[Collected data entries]
-- Opening Marker --
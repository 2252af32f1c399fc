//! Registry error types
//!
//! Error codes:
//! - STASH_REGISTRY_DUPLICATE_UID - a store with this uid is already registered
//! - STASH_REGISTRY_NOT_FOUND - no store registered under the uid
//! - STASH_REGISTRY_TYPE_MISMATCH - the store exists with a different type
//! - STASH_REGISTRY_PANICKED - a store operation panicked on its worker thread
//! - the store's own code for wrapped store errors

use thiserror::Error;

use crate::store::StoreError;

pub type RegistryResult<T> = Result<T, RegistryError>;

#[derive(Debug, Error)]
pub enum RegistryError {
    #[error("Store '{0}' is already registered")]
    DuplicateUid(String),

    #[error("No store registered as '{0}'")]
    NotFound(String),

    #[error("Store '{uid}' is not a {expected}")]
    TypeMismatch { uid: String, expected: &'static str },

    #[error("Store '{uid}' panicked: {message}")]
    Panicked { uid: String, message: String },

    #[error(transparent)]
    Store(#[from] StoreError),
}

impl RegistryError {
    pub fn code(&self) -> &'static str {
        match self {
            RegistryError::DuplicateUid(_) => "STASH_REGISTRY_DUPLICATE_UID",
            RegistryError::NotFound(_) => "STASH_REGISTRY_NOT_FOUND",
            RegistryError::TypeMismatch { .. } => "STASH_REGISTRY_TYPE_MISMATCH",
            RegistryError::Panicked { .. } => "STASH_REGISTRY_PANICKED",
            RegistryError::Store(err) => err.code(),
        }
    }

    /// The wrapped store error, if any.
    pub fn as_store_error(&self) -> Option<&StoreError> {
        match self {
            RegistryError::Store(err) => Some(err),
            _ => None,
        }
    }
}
-- Closing Marker --
-- Opening Marker --
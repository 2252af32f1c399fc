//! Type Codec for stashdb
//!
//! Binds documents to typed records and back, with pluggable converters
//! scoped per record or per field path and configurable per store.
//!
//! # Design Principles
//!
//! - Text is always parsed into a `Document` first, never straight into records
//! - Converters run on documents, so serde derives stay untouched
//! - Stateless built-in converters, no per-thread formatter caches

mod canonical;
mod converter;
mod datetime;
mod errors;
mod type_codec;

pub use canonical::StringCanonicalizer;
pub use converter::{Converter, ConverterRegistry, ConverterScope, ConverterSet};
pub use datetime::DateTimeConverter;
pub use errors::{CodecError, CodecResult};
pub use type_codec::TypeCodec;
-- Closing Marker --
### What is needed
Within the records above, count the lines that hold the word "NotFound" and give only that number.

### Solution
2